Dataset entries:

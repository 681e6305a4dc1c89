use std::fs::File;
use std::io::{BufReader, BufWriter};
use std::path::PathBuf;
use std::process::ExitCode;

use anyhow::Context;
use clap::Parser;
use hartz::asm::{assemble, encoding, SymbolTable};
use hartz::ast::machine;

/// Exit code for bad command-line arguments (`EX_USAGE`),
/// kept apart from the assembler's error classes.
const USAGE_EXIT: u8 = 64;

const LONG_ABOUT: &str = "Hartz assembler.

Translates Hartz assembly into one binary instruction word per line.
The output file is only written when the whole program assembles.
Set RUST_LOG=debug to follow each pass.";

#[derive(Parser, Debug)]
#[command(
    name = "translator",
    version,
    about = "Hartz assembler",
    long_about = LONG_ABOUT
)]
struct Cli {
    /// Assembly source file.
    #[arg(value_name = "INPUT")]
    input: PathBuf,
    /// File to write the instruction words to.
    #[arg(value_name = "OUTPUT")]
    output: PathBuf,
    #[arg(
        short = 'w',
        long = "warnings",
        long_help = "Report labels, functions and constants which are never used."
    )]
    warnings: bool,
    #[arg(
        short = 's',
        long = "symbols",
        long_help = "Print the label and constant tables. They are printed even if assembly fails."
    )]
    symbols: bool,
    #[arg(
        short = 'i',
        long = "info",
        long_help = "Print the constraints of the target machine."
    )]
    info: bool,
    #[arg(
        short = 'f',
        long = "halt-only",
        long_help = "Skip assembling, and write a single HALT word to the output."
    )]
    halt_only: bool,
}

fn main() -> ExitCode {
    env_logger::init();
    let cli = match Cli::try_parse() {
        Ok(cli) => cli,
        Err(e) => {
            // help and version are printed through the same path
            let _ = e.print();
            return match e.use_stderr() {
                true  => ExitCode::from(USAGE_EXIT),
                false => ExitCode::SUCCESS,
            };
        }
    };

    match run(&cli) {
        Ok(code) => code,
        Err(e) => {
            eprintln!("error: {e:#}");
            ExitCode::FAILURE
        }
    }
}

fn run(cli: &Cli) -> anyhow::Result<ExitCode> {
    if cli.info {
        print_machine_info();
    }

    if cli.halt_only {
        let out = create_output(cli)?;
        encoding::write_words(out, &[encoding::halt_word()])
            .with_context(|| format!("could not write to {}", cli.output.display()))?;
        return Ok(ExitCode::SUCCESS);
    }

    let input = File::open(&cli.input)
        .with_context(|| format!("could not open {}", cli.input.display()))?;
    log::info!("assembling {}", cli.input.display());

    let asm = match assemble(BufReader::new(input)) {
        Ok(asm) => asm,
        Err(report) => {
            eprintln!("{report}");
            eprintln!("{}: {} error(s), no output written", cli.input.display(), report.errors().len());
            if cli.symbols {
                print_symbols(report.labels(), report.consts());
            }
            return Ok(ExitCode::from(report.exit_code()));
        }
    };

    if cli.warnings {
        for warning in asm.unused_symbol_warnings() {
            eprintln!("{warning}");
        }
    }
    if cli.symbols {
        let program = asm.program();
        print_symbols(program.labels(), program.consts());
    }

    let out = create_output(cli)?;
    asm.write_words(out)
        .with_context(|| format!("could not write to {}", cli.output.display()))?;
    log::info!("wrote {} word(s) to {}", asm.program().terms().instr_count(), cli.output.display());

    Ok(ExitCode::SUCCESS)
}

fn create_output(cli: &Cli) -> anyhow::Result<BufWriter<File>> {
    let file = File::create(&cli.output)
        .with_context(|| format!("could not create {}", cli.output.display()))?;
    Ok(BufWriter::new(file))
}

fn print_symbols(labels: &SymbolTable, consts: &SymbolTable) {
    println!("labels:\n{labels}");
    println!("constants:\n{consts}");
}

fn print_machine_info() {
    println!("Hartz machine");
    println!("  registers:        {} source, {} destination", machine::MAX_REGS, machine::MAX_REGS);
    println!("  memory:           {} words", machine::MEMORY_SIZE);
    println!("  data cache:       {} words", machine::CACHE_SIZE);
    println!("  word size:        {} bits", machine::WORD_SIZE);
    println!("  largest literal:  {}", machine::MAX_LITERAL);
}
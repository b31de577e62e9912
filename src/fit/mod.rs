//! Estimators of the linear phase stepping model
//!
//! Both estimators recover $c, a, b$ of $y = c + a \cos\theta + b \sin\theta$ from a
//! [SampleCurve] sampled at $\theta_k = 2\pi k / n$.

use crate::curve::SampleCurve;
use crate::error::FitError;
use crate::parameters::FitParameters;

use enum_dispatch::enum_dispatch;
use schemars::JsonSchema;
use serde::{Deserialize, Serialize};
use std::fmt::Debug;

mod fourier;
pub use fourier::{FourierFitter, fit_fourier};

mod least_squares;
pub use least_squares::{LeastSquaresFitter, fit_least_squares};

/// Estimator of [FitParameters]
#[enum_dispatch]
pub trait FitterTrait: Debug + Clone + Send + Sync {
    /// Short name used in logs and reports
    fn name(&self) -> &'static str;

    /// Minimum curve length the estimator is defined for
    fn min_curve_length(&self) -> usize;

    fn fit(&self, curve: &SampleCurve) -> Result<FitParameters, FitError>;

    fn check_curve_length(&self, curve: &SampleCurve) -> Result<usize, FitError> {
        let length = curve.len();
        if length < self.min_curve_length() {
            Err(FitError::InsufficientSamples {
                actual: length,
                minimum: self.min_curve_length(),
            })
        } else {
            Ok(length)
        }
    }
}

/// All estimators are available as variants of this enum
#[enum_dispatch(FitterTrait)]
#[derive(Clone, Debug, Serialize, Deserialize, JsonSchema, PartialEq, Eq)]
#[non_exhaustive]
pub enum Fitter {
    LeastSquares(LeastSquaresFitter),
    Fourier(FourierFitter),
}

impl Fitter {
    /// Both estimators in the order they appear in [crate::TrialResult]
    pub fn all() -> [Self; 2] {
        [LeastSquaresFitter.into(), FourierFitter::new().into()]
    }
}

#[cfg(test)]
mod tests {
    use super::*;
    use crate::tests::*;

    #[test]
    fn all_fitters_agree_on_clean_curves() {
        let mut rng = StdRng::seed_from_u64(0);
        for _ in 0..100 {
            let physical = random_physical(&mut rng);
            let steps = rng.random_range(3..64);
            let curve = physical.synthesize(steps).unwrap();
            for fitter in Fitter::all() {
                let fit = fitter.fit(&curve).unwrap();
                assert_fit_close(&fit, &physical.to_fit(), 1e-9);
            }
        }
    }

    #[test]
    fn serialization_names() {
        let json = serde_json::to_string(&Fitter::all()).unwrap();
        assert_eq!(json, r#"[{"LeastSquares":null},{"Fourier":null}]"#);
        let restored: [Fitter; 2] = serde_json::from_str(&json).unwrap();
        assert_eq!(restored, Fitter::all());
    }

    #[test]
    fn min_curve_length_is_checked() {
        for fitter in Fitter::all() {
            let minimum = fitter.min_curve_length();
            let short = SampleCurve::zeros(minimum - 1);
            assert!(fitter.fit(&short).is_err(), "{} accepted short curve", fitter.name());
        }
    }
}
/// Invalid trial or comparison configuration, detected before any curve is built
#[derive(Debug, thiserror::Error, PartialEq, Eq, Clone)]
pub enum ConfigError {
    #[error("number of phase steps must be positive")]
    NonPositiveSteps,

    #[error("unknown noise model \"{0}\"")]
    UnknownNoise(String),

    #[error("number of trials must be positive")]
    NoTrials,

    #[error("range of {name} is empty or reversed")]
    EmptyRange { name: &'static str },
}

/// Error returned from [crate::FitterTrait] implementations
#[derive(Debug, thiserror::Error, PartialEq, Eq, Clone)]
pub enum FitError {
    #[error(
        "design matrix of {samples} phase steps has rank {rank}, three independent columns are required"
    )]
    Degenerate { samples: usize, rank: usize },

    #[error("curve length {actual} is smaller than the minimum required length {minimum}")]
    InsufficientSamples { actual: usize, minimum: usize },

    #[error("Fourier transform failed: {0}")]
    Fft(String),
}

/// Error returned from a single trial, see [crate::run_trial]
#[derive(Debug, thiserror::Error, PartialEq, Eq, Clone)]
pub enum TrialError {
    #[error(transparent)]
    Config(#[from] ConfigError),

    #[error(transparent)]
    Fit(#[from] FitError),

    #[error("noise model returned {actual} values for a curve of {expected} samples")]
    PerturbationLength { expected: usize, actual: usize },
}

** Instructions for the task **
Find the string "FitError" in the entries above. Copy each line where it occurs.

** Answer space **
use crate::error::FitError;
    fn fit(&self, curve: &SampleCurve) -> Result<FitParameters, FitError>;
    fn check_curve_length(&self, curve: &SampleCurve) -> Result<usize, FitError> {
            Err(FitError::InsufficientSamples {
pub enum FitError {
    Fit(#[from] FitError),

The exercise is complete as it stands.